This time, it is saline. Salt in the wounds, literal and metaphorical, and he can feel it, feel it intimately: the brine and the burn, wearing agonizing rivulets into the flesh of his cheeks. Scalding tears dribble from the deep wells of his eyes, as corrosive as the bile that continues to piddle from his chapped lips. He is being worn down, breaking. Loving. Loathing. He wants to scream, but in this moment he can barely breathe.

The weight of realization is crushing him.

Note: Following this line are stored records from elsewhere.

//! Command line interface

use clap::{Args, Parser, Subcommand, ValueEnum};
use gatesim::circuit::generators::{adder, buffer};
use gatesim::circuit::stats::stats;
use gatesim::config::DEFAULT_MAX_DEPTH;
use gatesim::{Alu, Byte, Circuit, Result, SimConfig};
use rand::rngs::SmallRng;
use rand::{Rng, SeedableRng};

/// Command line arguments
#[derive(Parser)]
#[command(author, version, about, long_about = None)]
#[command(propagate_version = true)]
pub struct Cli {
    #[command(subcommand)]
    pub command: Commands,

    /// Print every change on the boundary wires of full adders
    #[arg(long, global = true)]
    pub monitor: bool,

    /// Maximum propagation depth before reporting a combinational loop
    #[arg(long, global = true, default_value_t = DEFAULT_MAX_DEPTH)]
    pub max_depth: usize,

    /// Increase logging verbosity (-v, -vv)
    #[arg(short, long, global = true, action = clap::ArgAction::Count)]
    pub verbose: u8,
}

impl Cli {
    /// Simulation settings from the command line
    pub fn config(&self) -> SimConfig {
        SimConfig::default()
            .with_max_depth(self.max_depth)
            .with_monitor(self.monitor)
    }

    /// Default log filter for the verbosity level
    pub fn log_level(&self) -> &'static str {
        match self.verbose {
            0 if self.monitor => "info",
            0 => "warn",
            1 => "info",
            2 => "debug",
            _ => "trace",
        }
    }
}

/// Command line arguments
#[derive(Subcommand)]
pub enum Commands {
    /// Add two 8-bit numbers
    ///
    /// Prints the carry followed by the 8-bit sum.
    #[clap()]
    Add(BinaryArgs),

    /// Subtract two 8-bit numbers
    ///
    /// The second number is negated in two's complement, then added to the first.
    /// Prints the carry followed by the 8-bit result.
    #[clap(alias = "subtract")]
    Sub(BinaryArgs),

    /// Add one to an 8-bit number
    #[clap(alias = "inc")]
    Increment(UnaryArgs),

    /// One's complement of an 8-bit number
    #[clap(alias = "not")]
    Complement(UnaryArgs),

    /// Two's complement negation of an 8-bit number
    #[clap(alias = "neg")]
    Negate(UnaryArgs),

    /// Copy an 8-bit number through pairs of inverters
    #[clap(alias = "pass-through")]
    Pass(UnaryArgs),

    /// Show statistics about a library circuit
    #[clap()]
    Show(ShowArgs),

    /// Check the circuits against native arithmetic on random operands
    #[clap()]
    Check(CheckArgs),
}

/// Command arguments for operations on two numbers
#[derive(Args)]
pub struct BinaryArgs {
    /// First operand, as 8 bits
    a: String,
    /// Second operand, as 8 bits
    b: String,
}

impl BinaryArgs {
    pub fn add(&self, alu: &Alu) -> Result<()> {
        let r = alu.add_carry(self.a.parse()?, self.b.parse()?)?;
        println!("{r}");
        Ok(())
    }

    pub fn sub(&self, alu: &Alu) -> Result<()> {
        let r = alu.subtract(self.a.parse()?, self.b.parse()?)?;
        println!("{r}");
        Ok(())
    }
}

/// Command arguments for operations on one number
#[derive(Args)]
pub struct UnaryArgs {
    /// Operand, as 8 bits
    a: String,
}

impl UnaryArgs {
    pub fn increment(&self, alu: &Alu) -> Result<()> {
        println!("{}", alu.increment(self.a.parse()?)?);
        Ok(())
    }

    pub fn complement(&self, alu: &Alu) -> Result<()> {
        println!("{}", alu.complement_one(self.a.parse()?)?);
        Ok(())
    }

    pub fn negate(&self, alu: &Alu) -> Result<()> {
        println!("{}", alu.negate(self.a.parse()?)?);
        Ok(())
    }

    pub fn pass(&self, alu: &Alu) -> Result<()> {
        println!("{}", alu.pass_through(self.a.parse()?)?);
        Ok(())
    }
}

/// Circuits of the library
#[derive(Clone, Copy, ValueEnum)]
pub enum CircuitChoice {
    Not,
    And,
    Or,
    Xor,
    HalfAdder,
    FullAdder,
    RippleCarry,
    Complement,
    Pass,
}

/// Command arguments for circuit informations
#[derive(Args)]
pub struct ShowArgs {
    /// Circuit to show
    #[arg(value_enum)]
    circuit: CircuitChoice,

    /// Number of bits for multi-bit circuits
    #[arg(short, long, default_value_t = 8)]
    width: usize,

    /// Also print every component and wire
    #[arg(long)]
    netlist: bool,
}

impl ShowArgs {
    pub fn run(&self, config: SimConfig) -> Result<()> {
        let mut c = Circuit::with_config(config);
        match self.circuit {
            CircuitChoice::Not => {
                c.add_not("I1", None);
            }
            CircuitChoice::And => {
                c.add_and("A1", None);
            }
            CircuitChoice::Or => {
                c.add_or("O1", None);
            }
            CircuitChoice::Xor => {
                c.add_xor("X1", None);
            }
            CircuitChoice::HalfAdder => {
                c.add_half_adder("H1", None);
            }
            CircuitChoice::FullAdder => {
                c.add_full_adder("F0", None);
            }
            CircuitChoice::RippleCarry => {
                adder::ripple_carry(&mut c, "add", self.width);
            }
            CircuitChoice::Complement => {
                buffer::inverter_bank(&mut c, "complement", self.width);
            }
            CircuitChoice::Pass => {
                buffer::double_inverter_bank(&mut c, "pass", self.width);
            }
        }
        c.check_acyclic()?;
        println!("Circuit stats:\n{}", stats(&c));
        if self.netlist {
            println!("{c}");
        }
        Ok(())
    }
}

/// Command arguments for the randomized self-check
#[derive(Args)]
pub struct CheckArgs {
    /// Random seed for operand generation
    #[arg(long, default_value_t = 1)]
    seed: u64,

    /// Number of random operand pairs
    #[arg(short = 'n', long, default_value_t = 256)]
    count: usize,
}

impl CheckArgs {
    pub fn run(&self, alu: &Alu) -> Result<()> {
        let mut rng = SmallRng::seed_from_u64(self.seed);
        for _ in 0..self.count {
            let a: u8 = rng.gen();
            let b: u8 = rng.gen();
            let (x, y) = (Byte::from(a), Byte::from(b));
            let checks = [
                ("add", u8::from(alu.add_carry(x, y)?.sum), a.wrapping_add(b)),
                ("sub", u8::from(alu.subtract(x, y)?.sum), a.wrapping_sub(b)),
                ("increment", u8::from(alu.increment(x)?.sum), a.wrapping_add(1)),
                ("negate", u8::from(alu.negate(x)?.sum), a.wrapping_neg()),
                ("complement", u8::from(alu.complement_one(x)?), !a),
                ("pass", u8::from(alu.pass_through(x)?), a),
            ];
            for (op, got, expected) in checks {
                if got != expected {
                    println!("Mismatch for {op} on {x} {y}:");
                    println!("    got      {}", Byte::from(got));
                    println!("    expected {}", Byte::from(expected));
                    std::process::exit(1);
                }
            }
        }
        println!("{} random operand pairs checked", self.count);
        Ok(())
    }
}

Folded over his knees, clutching to the Machine, he gasps and he seizes, struggling to keep down his own intestines. They are rebelling against him. They are right to do so. They are as disgusted as he is, and are attempting to escape. He wishes he could do the same. He wishes they would stop. It is a sickening feeling, the squirm and the worm of his entrails, and their thrashing reminds him of what had lurked in the loam of presented cakes. Soil and seeds, centipedes and cockroaches. There is the sensation of spindled legs skittering up his throat and he is dry-heaving again, praying to be purged of maggots, of larva. Of caterpillars that will never be butterflies. Their chrysalises are lies, he realizes now: they are prisons, they are traps. Their brittle shells promise safety, but leave the creatures inside so vulnerable. So weak. And when a boot comes down atop one…

He is guilty. He is just as guilty of smashing that cocoon, of destroying the boy within it, as the Demon who had first trapped him there. Because he loves, he loves, and in so doing, he is part and parcel to this crime. The one that he adores has the blood of a child on his— Its?— hands, and that blood has been transferred to him in smears and crusting streaks with every affectionate touch. Looking back, he wonders how he had never noticed before: how he had never seen the suppliant, shrieking, horrified child trapped in the eyes of his smiling patron. How he had not heard the desperate pleading in the Marquis' laughter. How he had failed to see his lover's terror, even in the looming shadow of certain death.

He had noticed nothing. Not until the other shoe had dropped.

Quietly choking, he lifts a single fist, knuckles smudging away the fluid that has pooled within his dimples. It is slimy, and it is hot. It is not blood.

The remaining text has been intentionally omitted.